ENTRIES SHOWN START
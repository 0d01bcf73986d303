// Path: crates/remote/src/policy.rs

//! Repository-policy push authentication.
//!
//! The reference [`PushAuthenticator`]: reads the repository's canonical
//! JSON configuration, gates the push on contributor membership, and
//! returns an enforcer that applies the per-reference access rules during
//! the dry run.

use gitmesh_api::auth::{PolicyAction, PolicyEnforcer, PushAuthenticator, RefTxDetail};
use gitmesh_api::keepers::{NamespaceState, RepoState};
use gitmesh_types::error::PushError;
use serde::Deserialize;
use std::sync::Arc;

/// One access rule inside a repository configuration.
#[derive(Debug, Clone, Deserialize)]
pub struct PolicyRule {
    /// Who the rule applies to: a push-key id, `contrib`, or `all`.
    pub subject: String,
    /// Reference prefix the rule covers, e.g. `refs/heads/`.
    pub object: String,
    /// The gated action: `write`, `delete`, `update`, or `merge-write`.
    pub action: String,
    /// Whether matching operations are allowed or denied.
    #[serde(default)]
    pub allow: bool,
}

/// The policy-relevant subset of a repository's JSON configuration.
#[derive(Debug, Clone, Default, Deserialize)]
pub struct RepoPolicyConfig {
    /// Push keys registered as contributors. Empty means open pushing.
    #[serde(default)]
    pub contributors: Vec<String>,
    /// Access rules, evaluated most-specific subject first.
    #[serde(default)]
    pub policies: Vec<PolicyRule>,
}

impl RepoPolicyConfig {
    /// Parses a repository's canonical JSON configuration; an empty blob is
    /// an empty configuration.
    pub fn from_config(config: &[u8]) -> Result<Self, PushError> {
        if config.is_empty() {
            return Ok(Self::default());
        }
        serde_json::from_slice(config)
            .map_err(|e| PushError::Validation(format!("malformed repo config: {}", e)))
    }
}

fn action_name(action: PolicyAction) -> &'static str {
    match action {
        PolicyAction::Write => "write",
        PolicyAction::Delete => "delete",
        PolicyAction::Update => "update",
        PolicyAction::MergeWrite => "merge-write",
    }
}

/// Actions permitted without an explicit allow rule.
fn allowed_by_default(action: PolicyAction) -> bool {
    matches!(action, PolicyAction::Write | PolicyAction::MergeWrite)
}

/// Resolves the effective decision for one `(subject, action, reference)`.
///
/// The most specific matching rule wins: an exact push-key subject beats
/// `contrib`, which beats `all`. Within one specificity tier an explicit
/// deny wins.
fn evaluate(
    config: &RepoPolicyConfig,
    push_key_id: &str,
    is_contributor: bool,
    action: PolicyAction,
    reference: &str,
) -> bool {
    let name = action_name(action);
    let tiers: [&dyn Fn(&PolicyRule) -> bool; 3] = [
        &|r| r.subject == push_key_id,
        &|r| r.subject == "contrib" && is_contributor,
        &|r| r.subject == "all",
    ];

    for tier in tiers {
        let mut matched = None;
        for rule in &config.policies {
            if !tier(rule) || rule.action != name || !reference.starts_with(&rule.object) {
                continue;
            }
            matched = Some(match matched {
                Some(false) => false,
                _ => rule.allow,
            });
        }
        if let Some(decision) = matched {
            return decision;
        }
    }

    allowed_by_default(action)
}

/// Push authentication backed by the repository's own configuration.
pub struct RepoPolicyAuthenticator;

impl PushAuthenticator for RepoPolicyAuthenticator {
    fn authenticate(
        &self,
        push_key_id: &str,
        details: &[RefTxDetail],
        repo: &RepoState,
        _namespace: Option<&NamespaceState>,
    ) -> Result<PolicyEnforcer, PushError> {
        let config = RepoPolicyConfig::from_config(&repo.config)?;

        let is_contributor = config.contributors.iter().any(|c| c == push_key_id);
        if !config.contributors.is_empty() && !is_contributor {
            return Err(PushError::Authorization(format!(
                "push key {} is not a contributor",
                push_key_id
            )));
        }

        // Surface-form checks the enforcer cannot express per action.
        for detail in details {
            if detail.is_delete && !detail.merge_proposal_id.is_empty() {
                return Err(PushError::Validation(format!(
                    "deletion of {} cannot carry a merge proposal",
                    detail.reference
                )));
            }
        }

        let push_key_id = push_key_id.to_string();
        Ok(Arc::new(move |action: PolicyAction, reference: &str| {
            if evaluate(&config, &push_key_id, is_contributor, action, reference) {
                Ok(())
            } else {
                Err(PushError::Authorization(format!(
                    "{} on {} denied by repository policy",
                    action_name(action),
                    reference
                )))
            }
        }))
    }
}

#[cfg(test)]
mod tests {
    use super::*;
    use gitmesh_types::tx::TokenAmount;
    use gitmesh_types::Address;

    fn repo_with(config: &str) -> RepoState {
        RepoState {
            config: config.as_bytes().to_vec(),
            owners: vec![Address("gmOwner".into())],
            ..RepoState::default()
        }
    }

    fn detail(reference: &str) -> RefTxDetail {
        RefTxDetail {
            reference: reference.to_string(),
            nonce: 1,
            fee: TokenAmount::from("0.1"),
            value: TokenAmount::zero(),
            merge_proposal_id: String::new(),
            is_delete: false,
        }
    }

    #[test]
    fn open_repos_allow_writes_but_not_deletes() {
        let enforcer = RepoPolicyAuthenticator
            .authenticate("gpkA", &[detail("refs/heads/master")], &repo_with(""), None)
            .unwrap();
        enforcer(PolicyAction::Write, "refs/heads/master").unwrap();
        enforcer(PolicyAction::MergeWrite, "refs/heads/master").unwrap();
        assert!(enforcer(PolicyAction::Delete, "refs/heads/master").is_err());
        assert!(enforcer(PolicyAction::Update, "refs/heads/master").is_err());
    }

    #[test]
    fn contributor_gate_applies_when_configured() {
        let config = r#"{"contributors": ["gpkA"]}"#;
        let repo = repo_with(config);

        RepoPolicyAuthenticator
            .authenticate("gpkA", &[], &repo, None)
            .unwrap();
        let err = RepoPolicyAuthenticator
            .authenticate("gpkB", &[], &repo, None)
            .err().unwrap();
        assert!(matches!(err, PushError::Authorization(_)));
    }

    #[test]
    fn explicit_rules_override_defaults() {
        let config = r#"{
            "contributors": ["gpkA"],
            "policies": [
                {"subject": "contrib", "object": "refs/heads/", "action": "delete", "allow": true},
                {"subject": "all", "object": "refs/heads/release", "action": "write", "allow": false}
            ]
        }"#;
        let enforcer = RepoPolicyAuthenticator
            .authenticate("gpkA", &[], &repo_with(config), None)
            .unwrap();

        enforcer(PolicyAction::Delete, "refs/heads/feature").unwrap();
        assert!(enforcer(PolicyAction::Write, "refs/heads/release-1").is_err());
        enforcer(PolicyAction::Write, "refs/heads/other").unwrap();
    }

    #[test]
    fn specific_subject_beats_group_rules() {
        let config = r#"{
            "contributors": ["gpkA"],
            "policies": [
                {"subject": "contrib", "object": "refs/heads/", "action": "write", "allow": false},
                {"subject": "gpkA", "object": "refs/heads/", "action": "write", "allow": true}
            ]
        }"#;
        let enforcer = RepoPolicyAuthenticator
            .authenticate("gpkA", &[], &repo_with(config), None)
            .unwrap();
        enforcer(PolicyAction::Write, "refs/heads/master").unwrap();
    }

    #[test]
    fn malformed_config_is_a_validation_failure() {
        let err = RepoPolicyAuthenticator
            .authenticate("gpkA", &[], &repo_with("not json"), None)
            .err().unwrap();
        assert!(matches!(err, PushError::Validation(_)));
    }

    #[test]
    fn deletes_cannot_carry_merge_proposals() {
        let mut d = detail("refs/heads/master");
        d.is_delete = true;
        d.merge_proposal_id = "7".into();
        let err = RepoPolicyAuthenticator
            .authenticate("gpkA", &[d], &repo_with(""), None)
            .err().unwrap();
        assert!(matches!(err, PushError::Validation(_)));
    }
}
ENTRIES SHOWN END
## WHAT THE TASK REQUIRES
From the listing above, return each line with the word "matched".

## COMPLETED TASK
        let mut matched = None;
            matched = Some(match matched {
        if let Some(decision) = matched {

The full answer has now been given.